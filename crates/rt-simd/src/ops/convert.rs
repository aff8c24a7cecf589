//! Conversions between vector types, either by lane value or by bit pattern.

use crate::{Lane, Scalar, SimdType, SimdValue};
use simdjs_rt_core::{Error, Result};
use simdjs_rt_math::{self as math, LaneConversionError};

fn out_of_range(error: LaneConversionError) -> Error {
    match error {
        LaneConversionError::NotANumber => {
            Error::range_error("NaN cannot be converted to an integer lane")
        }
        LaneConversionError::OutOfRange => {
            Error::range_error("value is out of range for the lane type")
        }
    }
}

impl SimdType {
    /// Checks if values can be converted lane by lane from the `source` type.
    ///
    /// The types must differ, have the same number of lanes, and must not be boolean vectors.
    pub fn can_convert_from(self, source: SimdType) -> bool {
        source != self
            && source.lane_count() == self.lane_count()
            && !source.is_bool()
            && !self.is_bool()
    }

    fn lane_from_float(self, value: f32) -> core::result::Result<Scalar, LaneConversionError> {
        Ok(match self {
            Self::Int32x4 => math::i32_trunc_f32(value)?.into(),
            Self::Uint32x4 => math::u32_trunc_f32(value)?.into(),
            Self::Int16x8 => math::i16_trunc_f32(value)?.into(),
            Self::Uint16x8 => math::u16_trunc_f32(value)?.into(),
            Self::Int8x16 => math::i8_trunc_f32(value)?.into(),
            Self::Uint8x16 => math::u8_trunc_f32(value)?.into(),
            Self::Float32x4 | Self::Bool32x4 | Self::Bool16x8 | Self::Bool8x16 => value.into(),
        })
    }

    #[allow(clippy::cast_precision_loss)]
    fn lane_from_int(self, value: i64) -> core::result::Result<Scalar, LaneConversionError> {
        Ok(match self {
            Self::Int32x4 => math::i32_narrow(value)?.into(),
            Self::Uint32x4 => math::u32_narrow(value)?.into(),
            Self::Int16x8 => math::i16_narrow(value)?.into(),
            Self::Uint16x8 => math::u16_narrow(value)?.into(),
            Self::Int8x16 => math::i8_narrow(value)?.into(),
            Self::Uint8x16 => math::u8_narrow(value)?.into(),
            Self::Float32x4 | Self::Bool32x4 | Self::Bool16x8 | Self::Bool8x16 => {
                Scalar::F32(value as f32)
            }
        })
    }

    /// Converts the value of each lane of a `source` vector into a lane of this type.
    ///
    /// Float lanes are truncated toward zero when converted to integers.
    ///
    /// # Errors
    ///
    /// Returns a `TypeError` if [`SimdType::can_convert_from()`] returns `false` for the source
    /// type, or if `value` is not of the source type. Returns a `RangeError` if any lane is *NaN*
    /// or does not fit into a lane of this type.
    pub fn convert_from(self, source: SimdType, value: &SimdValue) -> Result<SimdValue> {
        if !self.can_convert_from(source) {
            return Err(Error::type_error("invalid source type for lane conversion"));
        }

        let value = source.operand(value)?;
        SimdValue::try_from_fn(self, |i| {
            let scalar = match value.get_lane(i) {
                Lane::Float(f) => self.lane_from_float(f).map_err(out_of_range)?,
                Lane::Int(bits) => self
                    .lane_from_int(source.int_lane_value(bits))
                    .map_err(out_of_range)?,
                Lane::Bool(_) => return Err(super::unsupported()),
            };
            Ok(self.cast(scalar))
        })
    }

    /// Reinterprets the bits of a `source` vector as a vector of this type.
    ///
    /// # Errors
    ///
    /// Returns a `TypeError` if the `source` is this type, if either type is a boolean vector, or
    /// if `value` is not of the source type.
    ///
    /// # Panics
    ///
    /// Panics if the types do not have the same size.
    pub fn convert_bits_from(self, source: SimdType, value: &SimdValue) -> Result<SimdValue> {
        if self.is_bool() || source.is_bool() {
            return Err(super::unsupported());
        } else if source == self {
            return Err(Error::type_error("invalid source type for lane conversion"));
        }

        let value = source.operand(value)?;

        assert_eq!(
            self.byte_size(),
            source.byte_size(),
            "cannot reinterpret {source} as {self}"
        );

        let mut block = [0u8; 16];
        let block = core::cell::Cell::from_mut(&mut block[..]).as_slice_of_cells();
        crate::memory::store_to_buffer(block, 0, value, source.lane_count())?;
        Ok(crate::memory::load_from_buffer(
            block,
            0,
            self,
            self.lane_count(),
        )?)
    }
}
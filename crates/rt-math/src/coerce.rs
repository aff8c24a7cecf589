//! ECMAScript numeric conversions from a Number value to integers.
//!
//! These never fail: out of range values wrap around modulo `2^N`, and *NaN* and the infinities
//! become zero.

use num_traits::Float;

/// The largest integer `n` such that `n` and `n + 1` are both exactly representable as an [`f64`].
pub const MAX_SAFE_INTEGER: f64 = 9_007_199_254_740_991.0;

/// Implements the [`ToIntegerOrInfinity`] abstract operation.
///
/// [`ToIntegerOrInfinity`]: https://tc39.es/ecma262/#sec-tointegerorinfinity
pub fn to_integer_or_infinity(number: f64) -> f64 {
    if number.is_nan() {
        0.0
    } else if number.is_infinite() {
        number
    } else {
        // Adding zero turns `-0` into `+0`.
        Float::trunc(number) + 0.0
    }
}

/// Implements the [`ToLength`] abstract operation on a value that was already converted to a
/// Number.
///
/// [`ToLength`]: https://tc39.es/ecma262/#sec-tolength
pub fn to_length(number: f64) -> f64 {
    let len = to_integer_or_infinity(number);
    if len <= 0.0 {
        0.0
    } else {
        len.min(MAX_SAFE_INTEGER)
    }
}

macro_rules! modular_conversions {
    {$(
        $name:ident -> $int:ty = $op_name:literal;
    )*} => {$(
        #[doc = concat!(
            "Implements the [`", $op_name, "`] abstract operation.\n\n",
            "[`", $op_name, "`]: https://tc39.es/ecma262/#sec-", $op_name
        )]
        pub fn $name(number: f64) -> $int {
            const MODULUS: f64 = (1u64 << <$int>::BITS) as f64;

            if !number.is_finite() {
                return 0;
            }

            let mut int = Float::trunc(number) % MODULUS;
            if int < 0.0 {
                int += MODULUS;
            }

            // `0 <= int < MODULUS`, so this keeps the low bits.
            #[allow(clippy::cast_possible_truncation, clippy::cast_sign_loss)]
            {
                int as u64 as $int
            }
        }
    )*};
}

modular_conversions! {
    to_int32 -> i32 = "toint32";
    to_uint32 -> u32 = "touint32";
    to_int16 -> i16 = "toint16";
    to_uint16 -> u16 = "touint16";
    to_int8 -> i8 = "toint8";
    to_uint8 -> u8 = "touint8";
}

Task brief
Gather each line in the entries above where the string "either" is found.

Task solution
//! Conversions between vector types, either by lane value or by bit pattern.
    /// Returns a `TypeError` if the `source` is this type, if either type is a boolean vector, or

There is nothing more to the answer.